Kamu menghilang. Tanpa satu katapun yang tertuang.


Waktu memaksa ingatan untuk bertanya. Kamu dimana? Adakah satu titik rindu tajam yang menghunus tepat jantungmu. Lalu kau tenggelam jauh ke dalam jurang yang hanya ada penyesalanmu di dalamnya. Rindu yang membuatmu ingin lumpuh sebentar dalam waktuku. Rindu yang membuatku terus menyalahkan waktu. Aku membenci diriku yang dengan sadar melukai diri sendiri untuk tetap rindu.


Kamu berada di Bandung hari ini. Bersama teman temanmu.


Rasanya, aku benci nama nama kota mulai detik ini juga. Aku benci nama Bandung yang mulai bersemayam di otakku dan terus terusan kusalahkan.
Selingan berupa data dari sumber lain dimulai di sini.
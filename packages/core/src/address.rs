//! Remote party addressing.
//!
//! A `ProtocolAddress` names one device of one remote party. It doubles as
//! the store's lookup key and the job queue's bucket key, both are keyed
//! off its `"name.device_id"` string form.

use std::fmt;

#[derive(Debug, Clone, PartialEq, Eq, Hash, PartialOrd, Ord)]
pub struct ProtocolAddress {
    name: String,
    device_id: u32,
}

impl ProtocolAddress {
    pub fn new(name: impl Into<String>, device_id: u32) -> Self {
        Self {
            name: name.into(),
            device_id,
        }
    }

    pub fn name(&self) -> &str {
        &self.name
    }

    pub fn device_id(&self) -> u32 {
        self.device_id
    }

    /// The store/bucket key, `"name.device_id"`.
    pub fn as_key(&self) -> String {
        self.to_string()
    }
}

impl fmt::Display for ProtocolAddress {
    fn fmt(&self, f: &mut fmt::Formatter<'_>) -> fmt::Result {
        write!(f, "{}.{}", self.name, self.device_id)
    }
}
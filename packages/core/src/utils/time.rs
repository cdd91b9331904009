//! Wall-clock helpers. Session close timestamps are informational only,
//! eviction order is insertion order, not timestamp order.

use std::time::{SystemTime, UNIX_EPOCH};

/// Current time as Unix seconds.
pub fn current_timestamp() -> u64 {
    SystemTime::now()
        .duration_since(UNIX_EPOCH)
        .expect("system clock is after the Unix epoch")
        .as_secs()
}

/// Current time as Unix milliseconds, matching the source's `closeSession`
/// timestamp granularity.
pub fn current_timestamp_millis() -> i64 {
    SystemTime::now()
        .duration_since(UNIX_EPOCH)
        .expect("system clock is after the Unix epoch")
        .as_millis() as i64
}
Aku yang menginginkan waktumu, kenapa Bandung mencurinya hari ini? Ini bukan kali pertama Bandung merebutmu. Bukan hanya itu, aku benci Bandung yang tiba tiba bisu, padahal dulu aku dan kamu pernah bertemu malu malu dan meninggalkan lubang manis di relung hati tepat dibawah langitnya yang abu. Bandung tidak berusaha menjelaskan itukah? Bandung lupa bahwa ia pernah membuat kita tertawa bersama tenggelam dalam waktu yang enggan berputar. Bandung memilih diam di ribuan kalimat bijak yang berlebihan. 


Iya, Bandung saja tak cukup membawamu pulang.